Port 2967: Symantec's Ghost — the antivirus port that became an attack surface

What This Port Does

Port 2967 (TCP and UDP) was used by Symantec security products for internal enterprise communications. Specifically:

• Symantec AntiVirus Corporate Edition (SAVCE) — client-server update distribution
• Symantec Endpoint Protection (SEP) — the Group Update Provider (GUP) proxy listens here, acting as a local relay that pushes virus definitions to other clients without every machine hitting the central server directly
• Symantec System Center (SSC-AGENT) — management console polling and status reporting

In a corporate deployment, this port carried the most trusted traffic imaginable: security updates from the antivirus server to every protected endpoint on the network. It was how the enterprise kept its defenses current.

The Port Range

Port 2967 falls in the registered ports range (1024–49151). These ports aren't reserved for the operating system like the well-known ports (0–1023), but they're documented with IANA as belonging to specific services. Symantec's use of 2967 was unofficial — IANA lists it as unassigned — but it became a de facto standard across enterprise Symantec deployments through sheer installed base.
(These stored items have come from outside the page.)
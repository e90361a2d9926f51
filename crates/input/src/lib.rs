//! Terminal input module.
//!
//! Maps `crossterm` key events into [`crate::types::UiAction`] and mouse
//! events into cell-space pointer gestures. Converting cells to world
//! coordinates is the renderer's job, since only it knows the layout.

pub mod map;
pub mod repeat;

pub use waste_drop_types as types;

pub use map::{handle_key_event, handle_mouse_event, should_quit, CellPointer};
pub use repeat::RepeatHandler;
//! Host engine collaborators.
//!
//! The session core decides *what* happens; this crate provides the
//! machinery a host needs to make it happen:
//!
//! - [`timer`]: repeating timers advanced by the fixed timestep
//! - [`physics`]: falling item bodies, drag handling and floor contact
//! - [`scene`]: the screen stack (start, launch, pause, resume, stop)
//! - [`fade`]: rising, fading feedback labels
//! - [`audio`]: background music with a pluggable backend
//! - [`assets`]: theme and banner loading with progress
//!
//! Nothing here knows the scoring rules.

pub mod assets;
pub mod audio;
pub mod fade;
pub mod physics;
pub mod scene;
pub mod timer;

pub use waste_drop_types as types;

pub use assets::{AssetLoader, Assets, CategoryStyle, Theme};
pub use audio::{AudioBackend, BackgroundMusic, SilentBackend};
pub use fade::{Fader, FadingLabel};
pub use physics::{Body, PhysicsWorld, WorldEvent};
pub use scene::{SceneEntry, SceneManager, SceneStatus};
pub use timer::{TimerHandle, TimerService};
This is how many enterprise software ports work: the vendor picks a number, ships millions of installations, and the association becomes real through practice rather than registration.

The Security Incident

In December 2006, a worm called W32.Sagevo exploited a privilege escalation vulnerability in Symantec Client Security and Symantec AntiVirus.¹ The worm spread by scanning for other hosts running the vulnerable Symantec software — over port 2967 — and sending a crafted overflow payload.

Once inside, it lowered the host's security settings, downloaded additional malware, and connected back to IRC servers to receive commands.

The software meant to protect you became the mechanism of infection. Port 2967 wasn't just collateral damage — it was the entry point.

This is worth sitting with: the worm didn't disguise itself as something new. It used the exact channel that administrators had opened and trusted. The update distribution infrastructure, the management heartbeat — that traffic pattern was known, expected, and allowed through the firewall. Sagevo walked in through the front door.

What's Listening Now

Symantec's corporate antivirus products have largely been succeeded by Broadcom's enterprise security offerings. Port 2967 is less common in modern networks, but it can still appear on systems running legacy Symantec deployments.

If you see traffic on port 2967 on a network that doesn't run Symantec products, investigate.

To check what's listening on this port:

# Linux/macOS
sudo ss -tlnp | grep 2967
sudo lsof -i :2967

# Windows
netstat -ano | findstr :2967

The process name associated with Symantec traffic was typically rtvscan.exe. Anything else warrants scrutiny.

Why Unassigned Ports Matter

Port 2967 illustrates something true about how the port system actually works: IANA registration is descriptive, not prescriptive. Software ships, deployments scale, and the association becomes real regardless of what the registry says.

The risk is that unregistered ports exist in a gray zone. Firewall rules get written for them. Traffic gets trusted on them. And when that trust is exploited — as it was in 2006 — the damage is proportional to how deeply the port had been embedded in network policy.

Every port is a promise. Port 2967 was a promise about the source and integrity of security updates. Sagevo broke that promise by speaking the right language on the right port.